GOAL OF THE EXERCISE: Beginning at the first line of the data, print each line exactly, stopping after the line that contains "access token. The".

=== INPUT DATA ===

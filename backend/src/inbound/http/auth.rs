//! Bearer authentication for HTTP handlers.
//!
//! ```text
//! POST /token  username=alice&password=password1
//! Authorization: Bearer <access_token>
//! ```
//!
//! `POST /token` exchanges form credentials for a signed access token. The
//! [`CurrentUser`] extractor resolves the `Authorization` header back into a
//! stored user for handlers that need an identity.

use actix_web::dev::Payload;
use actix_web::http::header::AUTHORIZATION;
use actix_web::{FromRequest, HttpRequest, post, web};
use futures_util::future::LocalBoxFuture;
use serde::{Deserialize, Serialize};
use tracing::debug;

use crate::domain::{
    Error, INCORRECT_CREDENTIALS_MESSAGE, LoginCredentials, LoginValidationError, User,
};
use crate::inbound::http::ApiResult;
use crate::inbound::http::state::HttpState;

/// Message for requests reaching a protected route without a bearer token.
pub const NOT_AUTHENTICATED_MESSAGE: &str = "Not authenticated";

/// Token request form for `POST /token`.
///
/// Extra OAuth2 password-grant fields (`grant_type`, `scope`) are accepted
/// and ignored.
#[derive(Deserialize, Serialize, utoipa::ToSchema)]
pub struct TokenRequest {
    pub username: String,
    pub password: String,
}

impl TryFrom<TokenRequest> for LoginCredentials {
    type Error = LoginValidationError;

    fn try_from(value: TokenRequest) -> Result<Self, Self::Error> {
        Self::try_from_parts(&value.username, &value.password)
    }
}

/// Issued access token.
#[derive(Debug, Deserialize, Serialize, utoipa::ToSchema)]
pub struct TokenResponse {
    pub access_token: String,
    #[schema(example = "bearer")]
    pub token_type: String,
}

/// Blank credentials fail exactly like wrong ones.
fn map_login_validation_error(err: LoginValidationError) -> Error {
    debug!(reason = %err, "blank login field");
    Error::authentication_failed(INCORRECT_CREDENTIALS_MESSAGE)
}

/// Exchange a username and password for a bearer token.
#[utoipa::path(
    post,
    path = "/token",
    request_body(content = TokenRequest, content_type = "application/x-www-form-urlencoded"),
    responses(
        (status = 200, description = "Token issued", body = TokenResponse),
        (status = 400, description = "Invalid request", body = Error),
        (status = 401, description = "Incorrect username or password", body = Error),
        (status = 503, description = "Store unavailable", body = Error),
        (status = 500, description = "Internal server error", body = Error)
    ),
    tags = ["auth"],
    operation_id = "issueToken",
    security([])
)]
#[post("/token")]
pub async fn issue_token(
    state: web::Data<HttpState>,
    form: web::Form<TokenRequest>,
) -> ApiResult<web::Json<TokenResponse>> {
    let credentials =
        LoginCredentials::try_from(form.into_inner()).map_err(map_login_validation_error)?;
    let token = state.login.login(&credentials).await?;
    Ok(web::Json(TokenResponse {
        access_token: token.into_inner(),
        token_type: "bearer".to_owned(),
    }))
}

/// Authenticated caller resolved from the `Authorization: Bearer` header.
///
/// # Examples
/// ```
/// use actix_web::HttpResponse;
/// use backend::inbound::http::auth::CurrentUser;
///
/// async fn whoami(CurrentUser(user): CurrentUser) -> HttpResponse {
///     HttpResponse::Ok().body(user.username().as_str().to_owned())
/// }
/// ```
#[derive(Debug, Clone)]
pub struct CurrentUser(pub User);

impl CurrentUser {
    pub fn into_inner(self) -> User {
        self.0
    }
}

/// Token from an `Authorization` header using the `Bearer` scheme.
fn bearer_token(req: &HttpRequest) -> Option<String> {
    let value = req.headers().get(AUTHORIZATION)?.to_str().ok()?;
    let (scheme, token) = value.trim().split_once(' ')?;
    if !scheme.eq_ignore_ascii_case("bearer") {
        debug!(scheme, "unsupported authorization scheme");
        return None;
    }
    let token = token.trim();
    (!token.is_empty()).then(|| token.to_owned())
}

impl FromRequest for CurrentUser {
    type Error = actix_web::Error;
    type Future = LocalBoxFuture<'static, Result<Self, Self::Error>>;

    fn from_request(req: &HttpRequest, _payload: &mut Payload) -> Self::Future {
        let state = req.app_data::<web::Data<HttpState>>().cloned();
        let token = bearer_token(req);
        Box::pin(async move {
            let state =
                state.ok_or_else(|| Error::internal("HTTP state is not registered with the app"))?;
            let token = token.ok_or_else(|| Error::unauthorized(NOT_AUTHENTICATED_MESSAGE))?;
            let user = state.guard.resolve(&token).await?;
            Ok(CurrentUser(user))
        })
    }
}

===

YOUR SOLUTION:
filename backend/src/inbound/http/auth.rs
//! Bearer authentication for HTTP handlers.
//!
//! ```text
//! POST /token  username=alice&password=password1
//! Authorization: Bearer <access_token>
//! ```
//!
//! `POST /token` exchanges form credentials for a signed access token. The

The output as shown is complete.